Abstract: Traditional natural language generation (NLG) models are trained using maximum likelihood estimation (MLE) which differs from the sample generation inference procedure. During training the ground truth tokens are passed to the model, however, during inference, the model instead reads its previously generated samples - a phenomenon coined exposure bias. Exposure bias was hypothesized to be a root cause of poor sample quality and thus many generative adversarial networks (GANs) were proposed as a remedy since they have identical training and inference. However, many of the ensuing GAN variants validated sample quality improvements but ignored loss of sample diversity.
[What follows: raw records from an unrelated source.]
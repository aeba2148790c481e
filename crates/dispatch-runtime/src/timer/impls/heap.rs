//! BinaryHeap-based timer backend
//!
//! # Complexity
//!
//! - Insert: O(log n)
//! - Cancel: O(1) (lazy)
//! - Poll expired: O(k log n) where k = number of expired timers
//! - Next deadline: O(1) amortized
//!
//! # Cancellation Strategy
//!
//! Pending handles live in a HashSet next to the heap. Cancelling only
//! removes the handle from the set; heap entries whose handle is no longer
//! pending are discarded when they reach the top.

use std::cmp::Ordering as CmpOrdering;
use std::collections::{BinaryHeap, HashSet};
use std::sync::{Mutex, MutexGuard, PoisonError};
use std::time::Instant;

use crate::timer::{ExpiredTimer, TimerBackend, TimerEntry, TimerHandle};

/// Min-heap ordering by deadline, ties broken by handle (insertion order)
struct HeapEntry(TimerEntry);

impl PartialEq for HeapEntry {
    fn eq(&self, other: &Self) -> bool {
        self.0.deadline == other.0.deadline && self.0.handle == other.0.handle
    }
}

impl Eq for HeapEntry {}

impl PartialOrd for HeapEntry {
    fn partial_cmp(&self, other: &Self) -> Option<CmpOrdering> {
        Some(self.cmp(other))
    }
}

impl Ord for HeapEntry {
    fn cmp(&self, other: &Self) -> CmpOrdering {
        other
            .0
            .deadline
            .cmp(&self.0.deadline)
            .then_with(|| other.0.handle.cmp(&self.0.handle))
    }
}

struct HeapInner {
    heap: BinaryHeap<HeapEntry>,
    pending: HashSet<TimerHandle>,
}

impl HeapInner {
    /// Drop cancelled entries sitting at the top of the heap
    fn discard_cancelled(&mut self) {
        while let Some(top) = self.heap.peek() {
            if self.pending.contains(&top.0.handle) {
                break;
            }
            self.heap.pop();
        }
    }
}

/// BinaryHeap-based timer backend
///
/// Thread-safe via an internal Mutex held only for heap bookkeeping; timer
/// actions are run by the caller after `poll_expired` returns.
pub struct HeapTimerBackend {
    inner: Mutex<HeapInner>,
}

impl HeapTimerBackend {
    pub fn new() -> Self {
        Self {
            inner: Mutex::new(HeapInner {
                heap: BinaryHeap::with_capacity(256),
                pending: HashSet::with_capacity(256),
            }),
        }
    }

    fn lock(&self) -> MutexGuard<'_, HeapInner> {
        self.inner.lock().unwrap_or_else(PoisonError::into_inner)
    }
}

impl Default for HeapTimerBackend {
    fn default() -> Self {
        Self::new()
    }
}

impl TimerBackend for HeapTimerBackend {
    fn insert(&self, entry: TimerEntry) -> TimerHandle {
        let handle = entry.handle;
        let mut inner = self.lock();
        inner.pending.insert(handle);
        inner.heap.push(HeapEntry(entry));
        handle
    }

    fn cancel(&self, handle: TimerHandle) -> bool {
        let mut inner = self.lock();
        let removed = inner.pending.remove(&handle);
        if removed {
            inner.discard_cancelled();
        }
        removed
    }

    fn poll_expired(&self, now: Instant) -> Vec<ExpiredTimer> {
        let mut inner = self.lock();
        let mut expired = Vec::new();
        let mut rearm = Vec::new();

        while let Some(top) = inner.heap.peek() {
            if top.0.deadline > now {
                break;
            }
            let Some(HeapEntry(entry)) = inner.heap.pop() else {
                break;
            };
            if !inner.pending.contains(&entry.handle) {
                continue;
            }

            match entry.reschedule(now) {
                Some(next) => rearm.push(next),
                None => {
                    inner.pending.remove(&entry.handle);
                }
            }

            expired.push(ExpiredTimer {
                handle: entry.handle,
                timer_type: entry.timer_type,
                action: entry.action,
            });
        }

        // Re-armed after the loop so a zero interval cannot spin here
        for entry in rearm {
            inner.heap.push(HeapEntry(entry));
        }
        inner.discard_cancelled();

        expired
    }

    fn next_deadline(&self) -> Option<Instant> {
        let mut inner = self.lock();
        inner.discard_cancelled();
        inner.heap.peek().map(|e| e.0.deadline)
    }

    fn len(&self) -> usize {
        self.lock().pending.len()
    }

    fn name(&self) -> &'static str {
        "binary_heap"
    }
}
This work reiterates the fallacy of quality-only metrics and clearly demonstrate that the well-established technique of reducing softmax temperature can outperform GANs on a quality-only metric. Further, we establish a definitive quality-diversity evaluation procedure using temperature tuning over local and global sample metrics. Under this, we find that MLE models consistently outperform the proposed GAN variants over the whole quality-diversity space. Specifically, we find that 1) exposure bias appears to be less of an issue than the complications arising from non-differentiable, sequential GAN training; 2) MLE trained models provide a better quality/diversity trade-off compared to their GAN counterparts, all while being easier to train, easier to cross-validate, and less computationally expensive.